Exercise prompt:
Filter the entries down to the lines containing "Result", and copy those lines.

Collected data
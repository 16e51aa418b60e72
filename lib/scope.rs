use crate::acquisition::Acquisition;
use crate::config::{MARKER_DELAY, OSC_WIDTH};
use crate::display::{clamp_row, Color, Dimension, Lcd};
use crate::error::{Error, Result};
use crate::trigger::TriggerConfig;

/// Consumer half of the oscilloscope: follows the capture one column per step.
pub struct ScopeView {
    trigger: TriggerConfig,
    pos: usize,
    last: (i16, i16),
}

impl ScopeView {
    pub fn new(trigger: TriggerConfig) -> Self {
        ScopeView {
            trigger,
            pos: 0,
            last: (0, 0),
        }
    }

    pub fn reset(&mut self) {
        self.pos = 0;
        self.last = (0, 0);
    }

    /// Column drawn by the next step.
    pub fn position(&self) -> usize {
        self.pos
    }

    pub fn step<LCD, LCDER>(&mut self, lcd: &mut LCD, shared: &Acquisition) -> Result<(), LCDER>
    where
        LCD: Lcd<Error = LCDER>,
    {
        if !shared.drawing() {
            if shared.begin_draw().is_none() {
                return Ok(());
            }
            self.pos = 0;
        }

        let slot = shared.draw_index();
        // Either the capture moved on and the buffer is settled, or it is ahead of us
        let settled = slot != shared.capture_index() || shared.captured(slot) > self.pos;
        if !settled {
            return Ok(());
        }

        let at = (shared.draw_offset(slot) + self.pos) % OSC_WIDTH;
        let sample = shared.sample(slot, at);
        if self.pos == 0 {
            self.last = sample;
        }
        self.draw_column(lcd, sample)?;
        self.last = sample;

        self.pos += 1;
        if self.pos == OSC_WIDTH {
            shared.end_draw();
        }
        if self.pos == self.marker_column() {
            self.draw_marker(lcd)?;
        }
        Ok(())
    }

    /// Column after which the marker goes up, no later than the end of the frame.
    fn marker_column(&self) -> usize {
        (self.trigger.x as usize + MARKER_DELAY).min(OSC_WIDTH)
    }

    fn draw_column<LCD, LCDER>(&mut self, lcd: &mut LCD, sample: (i16, i16)) -> Result<(), LCDER>
    where
        LCD: Lcd<Error = LCDER>,
    {
        let x = self.pos as i32;
        // Erase the previous frame's column
        lcd.draw_line(x, 0, x, Dimension::BOTTOM, Color::BACKGROUND)
            .map_err(Error::Lcd)?;
        lcd.draw_line(
            x,
            sample.0 as i32,
            x,
            self.last.0 as i32,
            Color::CHANNEL_A,
        )
        .map_err(Error::Lcd)?;
        lcd.draw_line(
            x,
            sample.1 as i32,
            x,
            self.last.1 as i32,
            Color::CHANNEL_B,
        )
        .map_err(Error::Lcd)
    }

    fn draw_marker<LCD, LCDER>(&mut self, lcd: &mut LCD) -> Result<(), LCDER>
    where
        LCD: Lcd<Error = LCDER>,
    {
        let x = self.trigger.x as i32;
        let y = self.trigger.y as i32;
        let clamp_x = |x: i32| x.max(0).min(Dimension::RIGHT);
        lcd.draw_line(x, clamp_row(y - 4), x, clamp_row(y + 4), Color::TRIGGER)
            .map_err(Error::Lcd)?;
        lcd.draw_line(
            clamp_x(x - 4),
            clamp_row(y),
            clamp_x(x + 4),
            clamp_row(y),
            Color::TRIGGER,
        )
        .map_err(Error::Lcd)
    }
}

#[cfg(test)]
mod tests {
    use super::*;
    use crate::display::mock::RecordingLcd;

    const TRIGGER: TriggerConfig = TriggerConfig { x: 20, y: 100 };

    #[test]
    fn idle_capture_draws_nothing() {
        let shared = Acquisition::new();
        shared.reset(false);
        let mut view = ScopeView::new(TRIGGER);
        let mut lcd = RecordingLcd::default();

        view.step::<_, ()>(&mut lcd, &shared).unwrap();
        assert!(lcd.ops.is_empty());
        assert!(!shared.drawing());
    }

    #[test]
    fn waits_for_capture_to_get_ahead() {
        let shared = Acquisition::new();
        shared.reset(false);
        shared.start_epoch(0, 0);
        for n in 0..3 {
            shared.push_trace(n, 200 - n);
        }
        let mut view = ScopeView::new(TRIGGER);
        let mut lcd = RecordingLcd::default();

        for _ in 0..10 {
            view.step::<_, ()>(&mut lcd, &shared).unwrap();
        }
        assert_eq!(view.position(), 3);
        assert!(shared.drawing());

        shared.push_trace(3, 197);
        view.step::<_, ()>(&mut lcd, &shared).unwrap();
        assert_eq!(view.position(), 4);

        let a: Vec<_> = lcd.lines(Color::CHANNEL_A).collect();
        assert_eq!(a[0], (0, 0, 0, 0));
        assert_eq!(a[3], (3, 3, 3, 2));
        let b: Vec<_> = lcd.lines(Color::CHANNEL_B).collect();
        assert_eq!(b[1], (1, 199, 1, 200));
    }

    fn write_position(shared: &Acquisition) {
        let pos = shared.capture_pos();
        shared.push_trace((pos % 200) as i16, 0);
    }

    #[test]
    fn settled_buffer_is_drawn_through_with_offset() {
        let shared = Acquisition::new();
        shared.reset(false);
        for _ in 0..100 {
            shared.push_trace(0, 0);
        }
        shared.start_epoch(100, 0);
        write_position(&shared);

        let mut view = ScopeView::new(TRIGGER);
        let mut lcd = RecordingLcd::default();
        view.step::<_, ()>(&mut lcd, &shared).unwrap();
        assert_eq!(shared.draw_index(), 0);

        for _ in 1..OSC_WIDTH {
            write_position(&shared);
        }
        assert_eq!(shared.capture_index(), 1);

        for _ in 0..OSC_WIDTH + 5 {
            view.step::<_, ()>(&mut lcd, &shared).unwrap();
        }
        assert!(!shared.drawing());
        let a: Vec<_> = lcd.lines(Color::CHANNEL_A).collect();
        assert_eq!(a.len(), OSC_WIDTH);
        for (column, line) in a.iter().enumerate() {
            let expected = (((100 + column) % OSC_WIDTH) % 200) as i32;
            assert_eq!(line.0, column as i32);
            assert_eq!(line.1, expected);
        }
    }

    #[test]
    fn marker_after_trigger_column() {
        let shared = Acquisition::new();
        shared.reset(false);
        shared.start_epoch(0, 0);
        shared.push_trace(50, 60);
        let mut view = ScopeView::new(TRIGGER);
        let mut lcd = RecordingLcd::default();
        view.step::<_, ()>(&mut lcd, &shared).unwrap();
        for _ in 1..OSC_WIDTH {
            shared.push_trace(50, 60);
        }

        for _ in 0..TRIGGER.x as usize + MARKER_DELAY - 2 {
            view.step::<_, ()>(&mut lcd, &shared).unwrap();
        }
        assert_eq!(lcd.lines(Color::TRIGGER).count(), 0);
        view.step::<_, ()>(&mut lcd, &shared).unwrap();
        let marker: Vec<_> = lcd.lines(Color::TRIGGER).collect();
        assert_eq!(marker, vec![(20, 96, 20, 104), (16, 100, 24, 100)]);
    }

    #[test]
    fn marker_near_right_edge_drawn_at_end_of_frame() {
        let trigger = TriggerConfig { x: 318, y: 100 };
        let shared = Acquisition::new();
        shared.reset(false);
        shared.start_epoch(0, 0);
        shared.push_trace(50, 60);
        let mut view = ScopeView::new(trigger);
        let mut lcd = RecordingLcd::default();
        view.step::<_, ()>(&mut lcd, &shared).unwrap();
        for _ in 1..OSC_WIDTH {
            shared.push_trace(50, 60);
        }

        for _ in 1..OSC_WIDTH - 1 {
            view.step::<_, ()>(&mut lcd, &shared).unwrap();
        }
        assert_eq!(lcd.lines(Color::TRIGGER).count(), 0);
        view.step::<_, ()>(&mut lcd, &shared).unwrap();
        assert!(!shared.drawing());
        let marker: Vec<_> = lcd.lines(Color::TRIGGER).collect();
        assert_eq!(marker, vec![(318, 96, 318, 104), (314, 100, 319, 100)]);
    }
}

Expected output:
use crate::error::{Error, Result};
    pub fn step<LCD, LCDER>(&mut self, lcd: &mut LCD, shared: &Acquisition) -> Result<(), LCDER>
    fn draw_column<LCD, LCDER>(&mut self, lcd: &mut LCD, sample: (i16, i16)) -> Result<(), LCDER>
    fn draw_marker<LCD, LCDER>(&mut self, lcd: &mut LCD) -> Result<(), LCDER>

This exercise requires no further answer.